Esas decisiones, por decir un número, ocupan un 90% de todas las decisiones que tomamos cuando creamos una marca. El resto, el 10%, tiene que intentar marcar la diferencia con sus competidores de manera visual. Un porcentaje muy pequeño pero super importante.Es este 10% lo que hace que diferenciemos una marca de otra (estamos hablando el rasgos generales y simplificando mucho, obviamente).
El no hacerlo, el no cumplir el 90-10, hace que haya veces que cuando vemos una marca nos decimos: «vaya, no parece una aerolínea». O «eso no es una cerveza craft, se parece más a un vino». Nos perdemos. No codificamos bien la información.
Estos códigos que definen las tipologías de negocio pueden cambiar con el tiempo. Pueden evolucionar junto con los cambios de significados de ciertos conceptos a nivel social. Un buen ejemplo son los bancos.
Antiguamente los bancos eran estos sitios opacos con luces indirectas sin casi ventanas, forrados de madera de caoba y con lámparas de tulipas de vidrio verde. Tenían un código visual muy parecido al de los gentlemen ́s club ingleses. En cierto modo eran lugares para sólo unos pocos.
Con el paso del tiempo los bancos han pasado a ser percibidos como estos profesionales del sector financiero que te ayudan a sacar el máximo partido de tus ahorros, por pocos que tengas.
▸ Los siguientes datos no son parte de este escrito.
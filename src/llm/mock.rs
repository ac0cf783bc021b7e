//! Mock LLM 客户端（用于测试与离线试跑，无需 API）
//!
//! - MockLlmClient：回显最后一条 User 消息
//! - ScriptedLlmClient：按预设顺序返回结果（成功文本或指定类型的失败），并记录收到的每个请求

use std::collections::VecDeque;
use std::sync::{Arc, Mutex};

use async_trait::async_trait;

use crate::llm::{GenerationRequest, LlmClient, LlmError};
use crate::memory::Role;

/// Mock 客户端：回显用户最后一条消息
#[derive(Debug, Default)]
pub struct MockLlmClient;

#[async_trait]
impl LlmClient for MockLlmClient {
    async fn complete(&self, request: &GenerationRequest) -> Result<String, LlmError> {
        let last_user = request
            .messages
            .iter()
            .rev()
            .find(|m| m.role == Role::User)
            .map(|m| m.content.as_str())
            .unwrap_or("(no input)");
        Ok(format!("Echo from Mock: {}", last_user))
    }
}

/// 脚本化客户端：依次弹出预设结果；脚本耗尽后返回 `exhausted` 结果
#[derive(Debug, Clone)]
pub struct ScriptedLlmClient {
    script: Arc<Mutex<VecDeque<Result<String, LlmError>>>>,
    requests: Arc<Mutex<Vec<GenerationRequest>>>,
    exhausted: Result<String, LlmError>,
}

impl ScriptedLlmClient {
    pub fn new(script: impl IntoIterator<Item = Result<String, LlmError>>) -> Self {
        Self {
            script: Arc::new(Mutex::new(script.into_iter().collect())),
            requests: Arc::new(Mutex::new(Vec::new())),
            exhausted: Err(LlmError::Transient("script exhausted".to_string())),
        }
    }

    /// 总是成功返回同一段文本
    pub fn always(text: impl Into<String>) -> Self {
        Self::new(Vec::new()).when_exhausted(Ok(text.into()))
    }

    /// 总是以同一错误失败
    pub fn failing(err: LlmError) -> Self {
        Self::new(Vec::new()).when_exhausted(Err(err))
    }

    pub fn when_exhausted(mut self, outcome: Result<String, LlmError>) -> Self {
        self.exhausted = outcome;
        self
    }

    /// 追加一条脚本结果
    pub fn push(&self, outcome: Result<String, LlmError>) {
        self.script
            .lock()
            .unwrap_or_else(|e| e.into_inner())
            .push_back(outcome);
    }

    /// 已收到的请求数
    pub fn call_count(&self) -> usize {
        self.requests.lock().unwrap_or_else(|e| e.into_inner()).len()
    }

    /// 已收到的请求（按顺序）
    pub fn requests(&self) -> Vec<GenerationRequest> {
        self.requests
            .lock()
            .unwrap_or_else(|e| e.into_inner())
            .clone()
    }
}

#[async_trait]
impl LlmClient for ScriptedLlmClient {
    async fn complete(&self, request: &GenerationRequest) -> Result<String, LlmError> {
        self.requests
            .lock()
            .unwrap_or_else(|e| e.into_inner())
            .push(request.clone());
        let next = self
            .script
            .lock()
            .unwrap_or_else(|e| e.into_inner())
            .pop_front();
        next.unwrap_or_else(|| self.exhausted.clone())
    }
}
Se convirtieron en lugares amplios, abiertos, diáfanos, con un interiorismo en el que predominan las paletas amables, madera desnuda y wifi gratis para cualquiera que se acerque al escaparate. Su forma de comportarse también cambió y se adaptó al nivel de empatía que requiere la sociedad actual.
Todo su código visual cambió junto con la sociedad.
El diseño gráfico ha ayudado desde siempre a que esta navegación sea fluida a través de la creación de iconografía reconocible de manera universal: escudos de armas, una farmacia, la cruz roja, la cornamusa de un servicio postal… El color y la iconografía nos ayudan a descodificar el significado de lo que tenemos alrededor.
Sin embargo hace un tiempo surgió un tipo de compañía o servicio que ha tambaleado la importancia de los códigos visuales en nuestra sociedad: las startups.
Por definición una startup es toda compañía que aun no tiene un modelo de negocio firme. Pero socialmente ha adquirido otro significado y hoy entendemos como startup a cualquier empresa que tenga una estructura de servicios flexible, con un alto carácter tecnológico y lo que sea que vendan es fácil de entender y consumir: fintechs, home delivery, social matching apps, VTC… Todas ellas comparten un estilo de negocio parecido e incluso un target muy similar. Se forman de manera rápida y comparten mucha de su filosofía entre ellas.
Esto ha provocado que los códigos visuales de todas ellas se junten bajo el paraguas de startup y podamos encontrarnos con bancos de nueva generación que se comportan visualmente como un restaurante de fast food. Sí, esto pasa. El resultado es lo que tenemos ahora, que forzosamente tenemos que prestarle atención al anuncio que nos salta en Spotify algo más de la cuenta.
En un mundo donde casi todas las comunicaciones están orientadas a un púbico específico, tendríamos que ver si esto permite que no existan códigos visuales tan claros para quien navegue por ellos. Hay que ver si estos códigos son tan útiles como en épocas anteriores. Casi como que ahora la descodificación y la navegación la hacen otros por nosotros.
Desde un punto de vista del branding más canónico esto no está del todo bien. Los códigos visuales nos ayudan a contar una parte de la historia que el usuario no tiene tiempo de leer. Esto es así hoy y se acentuará con el tiempo.
Pero sí es cierto que observando esta tendencia y viendo los comportamientos de la sociedad y del consumo puede ser que ahora sea momento de volver a barajar las cartas y redefinir lo que le hace falta a una marca para ser reconocible.